_Task goal_:
Produce the records below again, word for word, but stop after the line that contains "itself is an".

_Records for this exercise_:
§
use crate::arena::{Array, Function, Parameter, TypeArena, Vla};
use crate::diagnostic::{Diagnostic, DiagnosticSink, DiagnosticTag, Extra};
use crate::error::{Error, Result, SyntaxError};
use crate::scope::Scope;
use crate::target::Target;
use crate::token::{Keyword, Punctuator, TokenCursor, TokenId, TokenKind};
use crate::ty::{self, CombineError, Payload, Qualifiers, Specifier, Type};

/// A length/bound expression node, or the fact that the parser determined
/// it is not a compile-time constant. The expression grammar itself is an
/// external collaborator (spec §1); this crate only needs to know which
/// case it got.
#[derive(Debug, Clone, Copy)]
pub enum ConstExpr {
    Constant(u64),
    NonConstant(crate::arena::ExprHandle),
}

/// Parses one expression starting at the cursor, stopping before the
/// bound's closing `]`. Implemented by the embedding compiler's expression
/// evaluator; the Declarator Parser only calls it and inspects the result.
pub trait ExprEvaluator {
    fn parse_bound(&mut self, cursor: &mut TokenCursor) -> Result<ConstExpr>;

    /// Parses one expression starting at the cursor, stopping before the
    /// next `,` or `)`. Used by the Declaration Coordinator for
    /// `_Static_assert`'s condition, bit-field widths, enumerator values,
    /// `_Alignas` operands, and initializer expressions.
    fn parse_constant_expression(&mut self, cursor: &mut TokenCursor) -> Result<ConstExpr>;
}

/// Parses one parameter's decl-specifier sequence (type-specifiers and
/// qualifiers; no storage class other than `register`, which the
/// Declarator Parser consumes itself) into a finalized, already-qualified
/// base [`Type`].
///
/// Implemented by the Declaration Coordinator, which owns the Specifier
/// Builder; injected here so the two components can call each other
/// without a compile-time module cycle (spec §4.3/§4.4 describe parameter
/// lists and top-level declarations as mutually recursive grammar).
pub trait SpecifierParser {
    fn parse_parameter_specifiers(
        &mut self,
        cursor: &mut TokenCursor,
        arena: &mut TypeArena,
        scope: &Scope,
        sink: &mut dyn DiagnosticSink,
        exprs: &mut dyn ExprEvaluator,
    ) -> Result<Type>;
}

/// The result of parsing one declarator or abstract declarator.
#[derive(Debug, Clone)]
pub struct Declarator {
    /// `0` for an abstract declarator.
    pub name_token: TokenId,
    pub ty: Type,
    /// `true` iff the outermost derived constructor is a function.
    pub is_function: bool,
    /// `true` iff a parameter list used the old-style (K&R) identifier-list
    /// form rather than typed parameters.
    pub is_old_style: bool,
}

/// Placeholder base used while parsing the inside of `'(' declarator ')'`;
/// its specifier is never observed because `combine` always overwrites it.
fn hole() -> Type {
    Type::VOID
}

struct Ctx<'a> {
    arena: &'a mut TypeArena,
    target: &'a Target,
    scope: &'a Scope,
    sink: &'a mut dyn DiagnosticSink,
    exprs: &'a mut dyn ExprEvaluator,
    specifiers: &'a mut dyn SpecifierParser,
}

/// Parses a (named) declarator against `base`.
#[allow(clippy::too_many_arguments)]
pub fn parse_declarator(
    cursor: &mut TokenCursor,
    base: Type,
    arena: &mut TypeArena,
    target: &Target,
    scope: &Scope,
    sink: &mut dyn DiagnosticSink,
    exprs: &mut dyn ExprEvaluator,
    specifiers: &mut dyn SpecifierParser,
) -> Result<Declarator> {
    let mut ctx = Ctx {
        arena,
        target,
        scope,
        sink,
        exprs,
        specifiers,
    };
    parse_declarator_inner(cursor, base, &mut ctx, false)
}

/// Parses an abstract declarator (no identifier permitted) against `base`.
#[allow(clippy::too_many_arguments)]
pub fn parse_abstract_declarator(
    cursor: &mut TokenCursor,
    base: Type,
    arena: &mut TypeArena,
    target: &Target,
    scope: &Scope,
    sink: &mut dyn DiagnosticSink,
    exprs: &mut dyn ExprEvaluator,
    specifiers: &mut dyn SpecifierParser,
) -> Result<Declarator> {
    let mut ctx = Ctx {
        arena,
        target,
        scope,
        sink,
        exprs,
        specifiers,
    };
    parse_declarator_inner(cursor, base, &mut ctx, true)
}

fn parse_declarator_inner(
    cursor: &mut TokenCursor,
    base: Type,
    ctx: &mut Ctx,
    allow_abstract: bool,
) -> Result<Declarator> {
    let ptr_quals = parse_pointer_chain(cursor, ctx);
    let mut pointer_wrapped = base;
    for quals in ptr_quals {
        pointer_wrapped = ty::wrap_pointer(pointer_wrapped, quals, ctx.arena);
    }

    if let TokenKind::Identifier(_) = cursor.peek() {
        let tok = cursor.pos();
        cursor.bump();
        let ty = parse_direct_declarator_tail(cursor, pointer_wrapped, ctx)?;
        let is_function = ty.specifier.is_func();
        return Ok(Declarator {
            name_token: tok,
            ty,
            is_function,
            is_old_style: false,
        });
    }

    if cursor.is_punct(Punctuator::LParen) && looks_like_nested_declarator(cursor, ctx.scope) {
        cursor.bump();
        let inner = parse_declarator_inner(cursor, hole(), ctx, allow_abstract)?;
        if !cursor.eat_punct(Punctuator::RParen) {
            return Err(Error::Syntax(
                cursor.pos(),
                SyntaxError::Expected {
                    expected: "')'",
                    found: format!("{}", cursor.peek()),
                },
            ));
        }
        let outer = parse_direct_declarator_tail(cursor, pointer_wrapped, ctx)?;
        let at = cursor.pos();
        let combined = combine_reporting(inner.ty, outer, at, ctx);
        return Ok(Declarator {
            name_token: inner.name_token,
            is_function: outer_is_function(combined),
            ty: combined,
            is_old_style: inner.is_old_style,
        });
    }

    if allow_abstract {
        let ty = parse_direct_declarator_tail(cursor, pointer_wrapped, ctx)?;
        let is_function = ty.specifier.is_func();
        return Ok(Declarator {
            name_token: 0,
            ty,
            is_function,
            is_old_style: false,
        });
    }

    Err(Error::Syntax(
        cursor.pos(),
        SyntaxError::Expected {
            expected: "declarator",
            found: format!("{}", cursor.peek()),
        },
    ))
}

fn outer_is_function(t: Type) -> bool {
    t.specifier.is_func()
}

fn combine_reporting(inner: Type, outer: Type, at: TokenId, ctx: &mut Ctx) -> Type {
    match ty::combine(inner, outer, at, ctx.arena, ctx.target) {
        Ok(t) => t,
        Err(e) => {
            ctx.sink.report(Diagnostic {
                tag: combine_error_tag(e),
                token: at,
                extra: None,
            });
            ty::combine_unchecked(inner, outer, ctx.arena)
        }
    }
}

fn combine_error_tag(e: CombineError) -> DiagnosticTag {
    match e {
        CombineError::IncompleteArrayElement | CombineError::FunctionArrayElement => {
            DiagnosticTag::InvalidArrayElement
        }
        CombineError::NestedStaticArray => DiagnosticTag::ArrayQualifierNotOutermost,
        CombineError::FunctionReturningArray | CombineError::FunctionReturningFunction => {
            DiagnosticTag::InvalidFunctionReturn
        }
    }
}

/// `pointer = '*' type-qual* pointer?`, returned flattened as one
/// qualifier-set per `*`, in the order encountered (leftmost first).
fn parse_pointer_chain(cursor: &mut TokenCursor, ctx: &mut Ctx) -> Vec<Qualifiers> {
    let mut chain = Vec::new();
    while cursor.eat_punct(Punctuator::Star) {
        chain.push(parse_qualifier_list(cursor, ctx, true));
    }
    chain
}

fn parse_qualifier_list(cursor: &mut TokenCursor, ctx: &mut Ctx, on_pointer: bool) -> Qualifiers {
    let mut quals = Qualifiers::NONE;
    loop {
        let (bit, tag_name) = match cursor.peek() {
            TokenKind::Keyword(Keyword::Const) => (&mut quals.const_, "const"),
            TokenKind::Keyword(Keyword::Volatile) => (&mut quals.volatile, "volatile"),
            TokenKind::Keyword(Keyword::Restrict) => (&mut quals.restrict, "restrict"),
            TokenKind::Keyword(Keyword::Atomic) => (&mut quals.atomic, "_Atomic"),
            _ => break,
        };
        let at = cursor.pos();
        cursor.bump();
        if *bit {
            ctx.sink.report(Diagnostic {
                tag: DiagnosticTag::DuplicateQualifier,
                token: at,
                extra: Some(Extra::Text(tag_name.into())),
            });
        }
        *bit = true;
        if tag_name == "restrict" && !on_pointer {
            ctx.sink.report(Diagnostic {
                tag: DiagnosticTag::RestrictOnNonPointer,
                token: at,
                extra: None,
            });
        }
    }
    quals
}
§
_Solved exercise_:
use crate::arena::{Array, Function, Parameter, TypeArena, Vla};
use crate::diagnostic::{Diagnostic, DiagnosticSink, DiagnosticTag, Extra};
use crate::error::{Error, Result, SyntaxError};
use crate::scope::Scope;
use crate::target::Target;
use crate::token::{Keyword, Punctuator, TokenCursor, TokenId, TokenKind};
use crate::ty::{self, CombineError, Payload, Qualifiers, Specifier, Type};

/// A length/bound expression node, or the fact that the parser determined
/// it is not a compile-time constant. The expression grammar itself is an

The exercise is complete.